* Your instructions:
Below are records; count the lines that hold the string "numeric" and give only the count.

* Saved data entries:
▼▼▼
//! Brand analysis endpoints
//!
//! - `POST /api/brands/analyses`, `GET /api/brands/analyses`
//! - `GET|PUT|DELETE /api/brands/analyses/:id`
//! - `GET /api/brands/:brandName/exists`
//! - `POST /api/brands/categorize`

use axum::{
    extract::{
        rejection::{JsonRejection, QueryRejection},
        Path, Query, State,
    },
    http::StatusCode,
    routing::{get, post},
    Json, Router,
};
use bloom_common::api::ApiResponse;
use bloom_common::naming::AnalysisType;
use serde::{Deserialize, Serialize};
use serde_json::Value;

use crate::error::{ApiError, ApiResult};
use crate::models::{AnalysisRecord, BrandInfo, CreateAnalysisRequest};
use crate::services::brand_categorizer::{self, BrandCategorization, CategorizeRequest};
use crate::services::brand_handler::{BrandExists, DeletedAnalysis};
use crate::services::file_reader;
use crate::AppState;

#[derive(Debug, Deserialize)]
#[serde(rename_all = "camelCase")]
pub struct ListQuery {
    #[serde(default)]
    pub analysis_type: Option<AnalysisType>,
}

#[derive(Debug, Serialize)]
#[serde(rename_all = "camelCase")]
pub struct CategorizeResponse {
    #[serde(flatten)]
    pub categorization: BrandCategorization,
    /// Metadata workbook whose BrandInfo sheet was updated
    pub metadata_file: Option<String>,
}

/// POST /api/brands/analyses
pub async fn create_analysis(
    State(state): State<AppState>,
    payload: Result<Json<CreateAnalysisRequest>, JsonRejection>,
) -> ApiResult<(StatusCode, Json<ApiResponse<AnalysisRecord>>)> {
    let Json(request) = payload?;
    let (record, replaced) = state.brands.create(request).await?;
    let message = if replaced {
        "Analysis overwritten"
    } else {
        "Analysis created"
    };
    Ok((
        StatusCode::CREATED,
        Json(ApiResponse::ok(record).with_message(message)),
    ))
}

/// GET /api/brands/analyses
pub async fn list_analyses(
    State(state): State<AppState>,
    query: Result<Query<ListQuery>, QueryRejection>,
) -> ApiResult<Json<ApiResponse<Vec<AnalysisRecord>>>> {
    let Query(query) = query?;
    let records = state.brands.list(query.analysis_type).await?;
    Ok(Json(ApiResponse::ok(records)))
}

/// GET /api/brands/analyses/:id
pub async fn get_analysis(
    State(state): State<AppState>,
    Path(id): Path<String>,
) -> ApiResult<Json<ApiResponse<AnalysisRecord>>> {
    Ok(Json(ApiResponse::ok(state.brands.get(&id).await?)))
}

/// PUT /api/brands/analyses/:id
pub async fn update_analysis(
    State(state): State<AppState>,
    Path(id): Path<String>,
    payload: Result<Json<Value>, JsonRejection>,
) -> ApiResult<Json<ApiResponse<AnalysisRecord>>> {
    let Json(patch) = payload?;
    let record = state.brands.update(&id, patch).await?;
    Ok(Json(ApiResponse::ok(record).with_message("Analysis updated")))
}

/// DELETE /api/brands/analyses/:id
pub async fn delete_analysis(
    State(state): State<AppState>,
    Path(id): Path<String>,
) -> ApiResult<Json<ApiResponse<DeletedAnalysis>>> {
    let deleted = state.brands.delete(&id).await?;
    Ok(Json(ApiResponse::ok(deleted).with_message("Analysis deleted")))
}

/// GET /api/brands/:brandName/exists
pub async fn brand_exists(
    State(state): State<AppState>,
    Path(brand_name): Path<String>,
) -> ApiResult<Json<ApiResponse<BrandExists>>> {
    Ok(Json(ApiResponse::ok(state.brands.exists(&brand_name).await?)))
}

/// POST /api/brands/categorize
///
/// Columns come from the request or from the first (or named) sheet of
/// `fileName`. When the file has a metadata workbook its BrandInfo sheet is
/// rewritten with the result.
pub async fn categorize_brands(
    State(state): State<AppState>,
    payload: Result<Json<CategorizeRequest>, JsonRejection>,
) -> ApiResult<Json<ApiResponse<CategorizeResponse>>> {
    let Json(request) = payload?;
    if request.client_brand.trim().is_empty() {
        return Err(ApiError::BadRequest("clientBrand is required".to_string()));
    }

    let columns = match (&request.columns, &request.file_name) {
        (Some(columns), _) => columns.clone(),
        (None, Some(file_name)) => {
            let (_, grid) =
                file_reader::load_sheet(&state.config, file_name, request.sheet_name.clone()).await?;
            grid.headers
        }
        (None, None) => {
            return Err(ApiError::BadRequest(
                "Either columns or fileName is required".to_string(),
            ))
        }
    };

    let categorization =
        brand_categorizer::categorize(&columns, &request.client_brand, &request.halo_brands);

    let metadata_file = match &request.file_name {
        Some(file_name) => match state.metadata.find_for_file(file_name).await? {
            Some(workbook) => {
                let info = BrandInfo {
                    client_brand: Some(
                        categorization
                            .our_brand
                            .clone()
                            .unwrap_or_else(|| request.client_brand.trim().to_string()),
                    ),
                    competitors: categorization.competitors.clone(),
                    halo_brands: categorization.halo_brands.clone(),
                    target_variable: None,
                    updated_at: None,
                };
                state.metadata.set_brand_info(&workbook, info).await?;
                Some(workbook)
            }
            None => None,
        },
        None => None,
    };

    tracing::info!(
        client_brand = %request.client_brand,
        brands = categorization.all_brands.len(),
        competitors = categorization.competitors.len(),
        "Categorized brands"
    );

    Ok(Json(ApiResponse::ok(CategorizeResponse {
        categorization,
        metadata_file,
    })))
}

pub fn routes() -> Router<AppState> {
    Router::new()
        .route("/api/brands/analyses", post(create_analysis).get(list_analyses))
        .route(
            "/api/brands/analyses/:id",
            get(get_analysis).put(update_analysis).delete(delete_analysis),
        )
        .route("/api/brands/categorize", post(categorize_brands))
        .route("/api/brands/:brandName/exists", get(brand_exists))
}
//! Concatenation step snapshot
//!
//! Records what the Python backend produced for an upload so the wizard can
//! restore the concatenation step later. Fields the client sends that are not
//! modelled here are kept verbatim in `extra`.

use chrono::{DateTime, Utc};
use serde::{Deserialize, Serialize};
use serde_json::{Map, Value};
use std::collections::BTreeMap;

/// Brand categorization captured alongside the concatenation state
#[derive(Debug, Clone, Default, PartialEq, Serialize, Deserialize)]
#[serde(rename_all = "camelCase")]
pub struct BrandMetadata {
    #[serde(default)]
    pub target_variable: Option<String>,
    #[serde(default)]
    pub client_brand: Option<String>,
    #[serde(default)]
    pub competitors: Vec<String>,
    #[serde(default)]
    pub halo_brands: Vec<String>,
    #[serde(default)]
    pub categorized_at: Option<DateTime<Utc>>,
    #[serde(flatten)]
    pub extra: Map<String, Value>,
}

#[derive(Debug, Clone, PartialEq, Serialize, Deserialize)]
#[serde(rename_all = "camelCase")]
pub struct ConcatenationState {
    pub original_file_name: String,
    #[serde(default)]
    pub concatenated_file_name: Option<String>,
    #[serde(default)]
    pub selected_sheets: Vec<String>,
    #[serde(default)]
    pub target_variable: Option<String>,
    #[serde(default)]
    pub selected_filters: Vec<String>,
    #[serde(default)]
    pub brand_metadata: Option<BrandMetadata>,
    #[serde(default)]
    pub preview_data: Vec<Map<String, Value>>,
    /// Category name → columns, as assigned by the Python backend
    #[serde(default)]
    pub column_categories: BTreeMap<String, Vec<String>>,
    #[serde(default)]
    pub total_rows: Option<u64>,
    #[serde(default)]
    pub status: Option<String>,
    #[serde(default)]
    pub processed_at: Option<DateTime<Utc>>,
    #[serde(default)]
    pub saved_at: Option<DateTime<Utc>>,
    #[serde(default)]
    pub last_updated: Option<DateTime<Utc>>,
    #[serde(flatten)]
    pub extra: Map<String, Value>,
}

impl ConcatenationState {
    pub fn new(original_file_name: impl Into<String>) -> Self {
        Self {
            original_file_name: original_file_name.into(),
            concatenated_file_name: None,
            selected_sheets: Vec::new(),
            target_variable: None,
            selected_filters: Vec::new(),
            brand_metadata: None,
            preview_data: Vec::new(),
            column_categories: BTreeMap::new(),
            total_rows: None,
            status: None,
            processed_at: None,
            saved_at: None,
            last_updated: None,
            extra: Map::new(),
        }
    }
}
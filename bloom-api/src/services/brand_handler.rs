//! Analysis records (one per brand and analysis type)
//!
//! Records live in `<root>/analyses/<analysisId>.json`. IDs are derived from
//! the cleaned brand name, so creating the same brand twice hits the same
//! document and must be confirmed with `forceOverwrite`.

use crate::models::{AnalysisRecord, CreateAnalysisRequest};
use crate::services::metadata_manager::{remove_matching_files, MetadataManager};
use bloom_common::config::ServerConfig;
use bloom_common::json_store::{expect_object, merge_json};
use bloom_common::naming::{analysis_id, filename_matches_brand, slugify, validate_brand_name, AnalysisType};
use bloom_common::{time, Error, JsonStore, Result};
use serde::Serialize;
use serde_json::{json, Value};
use std::sync::Arc;
use tracing::{info, warn};

/// Fields a client update may never change
const IMMUTABLE_FIELDS: &[&str] = &["analysisId", "brandName", "analysisType", "createdAt"];

#[derive(Debug, Clone, Serialize)]
#[serde(rename_all = "camelCase")]
pub struct BrandExists {
    pub brand_name: String,
    pub exists: bool,
    pub analyses: Vec<String>,
}

#[derive(Debug, Clone, Serialize)]
#[serde(rename_all = "camelCase")]
pub struct DeletedAnalysis {
    pub analysis_id: String,
    pub removed_files: Vec<String>,
}

#[derive(Clone)]
pub struct BrandHandler {
    config: Arc<ServerConfig>,
    analyses: JsonStore,
    metadata: MetadataManager,
}

impl BrandHandler {
    pub fn new(config: Arc<ServerConfig>, metadata: MetadataManager) -> Self {
        let analyses = JsonStore::new(config.analyses_dir());
        Self {
            config,
            analyses,
            metadata,
        }
    }

    /// Create a record; `(record, replaced_existing)`
    pub async fn create(&self, request: CreateAnalysisRequest) -> Result<(AnalysisRecord, bool)> {
        let brand_name = validate_brand_name(&request.brand_name)?;
        let id = analysis_id(&brand_name, request.analysis_type)?;

        let existed = self.analyses.exists(&id).await?;
        if existed && !request.force_overwrite {
            return Err(Error::Conflict(format!(
                "Analysis already exists for brand '{}' ({})",
                brand_name, id
            )));
        }

        let record = AnalysisRecord::new(id.clone(), brand_name, request.analysis_type);
        self.analyses.write(&id, &record).await?;

        info!(analysis_id = %id, overwritten = existed, "Created analysis");
        Ok((record, existed))
    }

    /// All records, most recently modified first
    pub async fn list(&self, analysis_type: Option<AnalysisType>) -> Result<Vec<AnalysisRecord>> {
        let mut records: Vec<AnalysisRecord> = self
            .analyses
            .list()
            .await?
            .into_iter()
            .map(|(_, record)| record)
            .filter(|record: &AnalysisRecord| analysis_type.map_or(true, |t| record.analysis_type == t))
            .collect();
        records.sort_by(|a, b| b.last_modified.cmp(&a.last_modified));
        Ok(records)
    }

    pub async fn get(&self, id: &str) -> Result<AnalysisRecord> {
        self.analyses
            .read(id)
            .await?
            .ok_or_else(|| Error::NotFound(format!("Analysis not found: {}", id)))
    }

    /// Merge `patch` into the record, keeping identity fields fixed
    pub async fn update(&self, id: &str, patch: Value) -> Result<AnalysisRecord> {
        expect_object(&patch, "Analysis update")?;

        let updated = self
            .analyses
            .update(id, |current| {
                let mut document =
                    current.ok_or_else(|| Error::NotFound(format!("Analysis not found: {}", id)))?;
                let preserved: Vec<(&str, Value)> = IMMUTABLE_FIELDS
                    .iter()
                    .map(|field| (*field, document[*field].clone()))
                    .collect();

                merge_json(&mut document, patch);
                for (field, value) in preserved {
                    document[field] = value;
                }
                document["lastModified"] = json!(time::now());

                serde_json::from_value::<AnalysisRecord>(document.clone())
                    .map_err(|e| Error::InvalidInput(format!("Invalid analysis update: {}", e)))?;
                Ok(document)
            })
            .await?;

        info!(analysis_id = %id, "Updated analysis");
        Ok(serde_json::from_value(updated)?)
    }

    /// Remove the record, then best-effort remove the brand's files
    pub async fn delete(&self, id: &str) -> Result<DeletedAnalysis> {
        let record = self.get(id).await?;
        if !self.analyses.delete(id).await? {
            return Err(Error::NotFound(format!("Analysis not found: {}", id)));
        }

        let slug = slugify(&record.brand_name);
        let matches = |name: &str| filename_matches_brand(name, &slug);
        let mut removed_files = Vec::new();

        for dir in [self.config.uploads_dir(), self.config.processed_dir()] {
            match remove_matching_files(&dir, matches).await {
                Ok(files) => removed_files.extend(files),
                Err(e) => warn!(dir = %dir.display(), error = %e, "File cleanup failed"),
            }
        }
        match self.metadata.delete_matching(matches).await {
            Ok(files) => removed_files.extend(files),
            Err(e) => warn!(error = %e, "Metadata cleanup failed"),
        }

        info!(analysis_id = %id, removed = removed_files.len(), "Deleted analysis");
        Ok(DeletedAnalysis {
            analysis_id: id.to_string(),
            removed_files,
        })
    }

    /// Which analysis types already exist for a brand
    pub async fn exists(&self, brand_name: &str) -> Result<BrandExists> {
        let cleaned = validate_brand_name(brand_name)?;
        let mut analyses = Vec::new();
        for analysis_type in [AnalysisType::Mmm, AnalysisType::NonMmm] {
            let id = analysis_id(&cleaned, analysis_type)?;
            if self.analyses.exists(&id).await? {
                analyses.push(id);
            }
        }

        Ok(BrandExists {
            brand_name: cleaned,
            exists: !analyses.is_empty(),
            analyses,
        })
    }
}
//! Excel/CSV reading
//!
//! Thin wrappers over `calamine` and `csv` that turn a sheet into a
//! [`CellGrid`]. Everything here is blocking; handlers call it through
//! `tokio::task::spawn_blocking`.

use crate::models::{CellGrid, FileInfo, SheetInfo};
use bloom_common::config::ServerConfig;
use bloom_common::naming::{split_extension, validate_plain_filename};
use bloom_common::{Error, Result};
use calamine::{open_workbook_auto, Data, Reader};
use chrono::{DateTime, NaiveDateTime, NaiveTime, Utc};
use serde_json::{json, Value};
use std::collections::HashSet;
use std::path::{Path, PathBuf};
use tracing::debug;

/// Name given to the single sheet of a CSV file
pub const CSV_SHEET_NAME: &str = "Sheet1";

/// Spreadsheet formats the reader understands
#[derive(Debug, Clone, Copy, PartialEq, Eq)]
pub enum FileKind {
    Workbook,
    Csv,
}

impl FileKind {
    pub fn from_name(name: &str) -> Result<Self> {
        match split_extension(name).1.as_deref() {
            Some("xlsx") | Some("xls") | Some("xlsm") => Ok(FileKind::Workbook),
            Some("csv") => Ok(FileKind::Csv),
            _ => Err(Error::InvalidInput(format!("Unsupported file type: {}", name))),
        }
    }
}

/// A file resolved inside the data root
#[derive(Debug, Clone)]
pub struct LocatedFile {
    pub name: String,
    pub path: PathBuf,
    pub kind: FileKind,
    /// `uploads` or `processed`
    pub location: &'static str,
}

/// Find `name` in the uploads folder, then in the processed folder
pub fn locate(config: &ServerConfig, name: &str) -> Result<LocatedFile> {
    validate_plain_filename(name)?;
    let kind = FileKind::from_name(name)?;

    for (dir, location) in [
        (config.uploads_dir(), "uploads"),
        (config.processed_dir(), "processed"),
    ] {
        let path = dir.join(name);
        if path.is_file() {
            return Ok(LocatedFile {
                name: name.to_string(),
                path,
                kind,
                location,
            });
        }
    }

    Err(Error::NotFound(format!("File not found: {}", name)))
}

/// Sheet names in workbook order; CSV files have exactly one
pub fn sheet_names(file: &LocatedFile) -> Result<Vec<String>> {
    match file.kind {
        FileKind::Csv => Ok(vec![CSV_SHEET_NAME.to_string()]),
        FileKind::Workbook => {
            let workbook = open_workbook_auto(&file.path).map_err(|e| workbook_error(&file.path, e))?;
            Ok(workbook.sheet_names().to_owned())
        }
    }
}

/// Read one sheet (the first when `sheet` is `None`)
pub fn read_sheet(file: &LocatedFile, sheet: Option<&str>) -> Result<CellGrid> {
    match file.kind {
        FileKind::Csv => {
            if let Some(name) = sheet {
                if name != CSV_SHEET_NAME {
                    return Err(Error::NotFound(format!("Sheet not found: {}", name)));
                }
            }
            read_csv(&file.path)
        }
        FileKind::Workbook => {
            let mut workbook =
                open_workbook_auto(&file.path).map_err(|e| workbook_error(&file.path, e))?;
            let names = workbook.sheet_names().to_owned();
            let target = match sheet {
                Some(name) => names
                    .iter()
                    .find(|n| n.as_str() == name)
                    .cloned()
                    .ok_or_else(|| Error::NotFound(format!("Sheet not found: {}", name)))?,
                None => names
                    .first()
                    .cloned()
                    .ok_or_else(|| Error::InvalidInput("Workbook has no sheets".to_string()))?,
            };
            let range = workbook
                .worksheet_range(&target)
                .map_err(|e| workbook_error(&file.path, e))?;
            Ok(grid_from_rows(
                range.rows().map(|row| row.iter().map(cell_to_json).collect::<Vec<Value>>()),
            ))
        }
    }
}

/// Read every sheet, in workbook order
pub fn read_all_sheets(file: &LocatedFile) -> Result<Vec<(String, CellGrid)>> {
    match file.kind {
        FileKind::Csv => Ok(vec![(CSV_SHEET_NAME.to_string(), read_csv(&file.path)?)]),
        FileKind::Workbook => {
            let mut workbook =
                open_workbook_auto(&file.path).map_err(|e| workbook_error(&file.path, e))?;
            let names = workbook.sheet_names().to_owned();
            let mut sheets = Vec::with_capacity(names.len());
            for name in names {
                let range = workbook
                    .worksheet_range(&name)
                    .map_err(|e| workbook_error(&file.path, e))?;
                let grid =
                    grid_from_rows(range.rows().map(|row| row.iter().map(cell_to_json).collect::<Vec<Value>>()));
                sheets.push((name, grid));
            }
            Ok(sheets)
        }
    }
}

pub fn sheet_info(name: &str, grid: &CellGrid) -> SheetInfo {
    SheetInfo {
        sheet_name: name.to_string(),
        row_count: grid.rows.len(),
        column_count: grid.headers.len(),
        columns: grid.headers.clone(),
        is_empty: grid.headers.is_empty(),
    }
}

/// Size, timestamps and dimensions of a located file (first sheet dimensions)
pub fn file_info(file: &LocatedFile) -> Result<FileInfo> {
    let metadata = std::fs::metadata(&file.path)?;
    let modified_at = metadata.modified().ok().map(DateTime::<Utc>::from);
    let sheets = read_all_sheets(file)?;
    let (row_count, column_count) = sheets
        .first()
        .map(|(_, grid)| (grid.rows.len(), grid.headers.len()))
        .unwrap_or((0, 0));

    Ok(FileInfo {
        file_name: file.name.clone(),
        size: metadata.len(),
        extension: split_extension(&file.name).1.unwrap_or_default(),
        modified_at,
        location: file.location.to_string(),
        sheet_count: sheets.len(),
        row_count,
        column_count,
    })
}

/// Locate and read one sheet on the blocking pool
pub async fn load_sheet(
    config: &ServerConfig,
    name: &str,
    sheet: Option<String>,
) -> Result<(LocatedFile, CellGrid)> {
    let file = locate(config, name)?;
    tokio::task::spawn_blocking(move || {
        let grid = read_sheet(&file, sheet.as_deref())?;
        Ok((file, grid))
    })
    .await
    .map_err(|e| Error::Internal(format!("Sheet read task failed: {}", e)))?
}

/// Run any reader function against a located file on the blocking pool
pub async fn with_file<T, F>(config: &ServerConfig, name: &str, f: F) -> Result<T>
where
    T: Send + 'static,
    F: FnOnce(&LocatedFile) -> Result<T> + Send + 'static,
{
    let file = locate(config, name)?;
    tokio::task::spawn_blocking(move || f(&file))
        .await
        .map_err(|e| Error::Internal(format!("File read task failed: {}", e)))?
}

fn read_csv(path: &Path) -> Result<CellGrid> {
    let mut reader = csv::ReaderBuilder::new()
        .has_headers(false)
        .flexible(true)
        .from_path(path)
        .map_err(|e| Error::InvalidInput(format!("Failed to read CSV {}: {}", path.display(), e)))?;

    let mut rows = Vec::new();
    for (i, record) in reader.records().enumerate() {
        let record = record
            .map_err(|e| Error::InvalidInput(format!("Malformed CSV at record {}: {}", i + 1, e)))?;
        let row: Vec<Value> = record
            .iter()
            .enumerate()
            .map(|(col, field)| {
                // Strip a UTF-8 BOM from the very first field
                if i == 0 && col == 0 {
                    csv_field_to_json(field.trim_start_matches('\u{feff}'))
                } else {
                    csv_field_to_json(field)
                }
            })
            .collect();
        rows.push(row);
    }

    Ok(grid_from_rows(rows.into_iter()))
}

/// Build a grid: the first non-empty row is the header, fully empty rows are dropped.
///
/// Data rows wider than the header get `Column_<n>` headers for the extra cells.
pub(crate) fn grid_from_rows(rows: impl Iterator<Item = Vec<Value>>) -> CellGrid {
    let mut rows = rows.filter(|row| row.iter().any(|v| !v.is_null()));

    let header_row = match rows.next() {
        Some(row) => row,
        None => return CellGrid::default(),
    };
    let mut data: Vec<Vec<Value>> = rows.collect();

    // Trailing empty cells never widen the grid
    let used_width = |row: &Vec<Value>| row.iter().rposition(|v| !v.is_null()).map_or(0, |i| i + 1);
    let width = data
        .iter()
        .map(used_width)
        .chain(std::iter::once(header_row.len()))
        .max()
        .unwrap_or(0);
    if width > header_row.len() {
        debug!(
            headers = header_row.len(),
            width, "Data rows wider than header; naming extra columns"
        );
    }

    let mut seen = HashSet::new();
    let headers: Vec<String> = (0..width)
        .map(|i| {
            let base = match header_row.get(i) {
                None | Some(Value::Null) => format!("Column_{}", i + 1),
                Some(Value::String(s)) if s.trim().is_empty() => format!("Column_{}", i + 1),
                Some(Value::String(s)) => s.trim().to_string(),
                Some(other) => other.to_string(),
            };
            // Duplicate headers get a numeric suffix so row objects keep every column
            let mut name = base.clone();
            let mut n = 2;
            while !seen.insert(name.clone()) {
                name = format!("{}_{}", base, n);
                n += 1;
            }
            name
        })
        .collect();

    for row in &mut data {
        row.resize(width, Value::Null);
    }

    CellGrid {
        headers,
        rows: data,
    }
}

pub(crate) fn cell_to_json(cell: &Data) -> Value {
    match cell {
        Data::Empty => Value::Null,
        Data::String(s) if s.trim().is_empty() => Value::Null,
        Data::String(s) => Value::String(s.clone()),
        Data::Int(i) => json!(i),
        Data::Float(f) => float_to_json(*f),
        Data::Bool(b) => Value::Bool(*b),
        Data::Error(e) => Value::String(format!("#{:?}", e)),
        Data::DateTime(dt) if dt.is_datetime() => match dt.as_datetime() {
            Some(at) => Value::String(format_excel_datetime(at)),
            None => float_to_json(dt.as_f64()),
        },
        // Durations stay numeric (fractional days)
        Data::DateTime(dt) => float_to_json(dt.as_f64()),
        Data::DateTimeIso(s) | Data::DurationIso(s) => Value::String(s.clone()),
    }
}

/// Date-only cells render as `YYYY-MM-DD`, others as `YYYY-MM-DDTHH:MM:SS`
fn format_excel_datetime(at: NaiveDateTime) -> String {
    if at.time() == NaiveTime::MIN {
        at.format("%Y-%m-%d").to_string()
    } else {
        at.format("%Y-%m-%dT%H:%M:%S").to_string()
    }
}

fn csv_field_to_json(field: &str) -> Value {
    let trimmed = field.trim();
    if trimmed.is_empty() {
        return Value::Null;
    }
    if let Ok(i) = trimmed.parse::<i64>() {
        return json!(i);
    }
    match trimmed.parse::<f64>() {
        Ok(f) if f.is_finite() => float_to_json(f),
        _ => Value::String(field.to_string()),
    }
}

/// Integral floats render as integers (Excel stores every number as f64)
fn float_to_json(f: f64) -> Value {
    if f.fract() == 0.0 && f.abs() < 9.0e15 {
        json!(f as i64)
    } else {
        json!(f)
    }
}

/// Numeric view of a cell, accepting numeric strings
pub fn value_as_f64(value: &Value) -> Option<f64> {
    match value {
        Value::Number(n) => n.as_f64(),
        Value::String(s) => s.trim().replace(',', "").parse::<f64>().ok().filter(|f| f.is_finite()),
        _ => None,
    }
}

/// Display form of a cell for samples and distinct counts
pub fn value_as_text(value: &Value) -> Option<String> {
    match value {
        Value::Null => None,
        Value::String(s) => Some(s.clone()),
        other => Some(other.to_string()),
    }
}

fn workbook_error(path: &Path, err: impl std::fmt::Display) -> Error {
    Error::InvalidInput(format!("Failed to read workbook {}: {}", path.display(), err))
}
▲▲▲
* Finished task:
3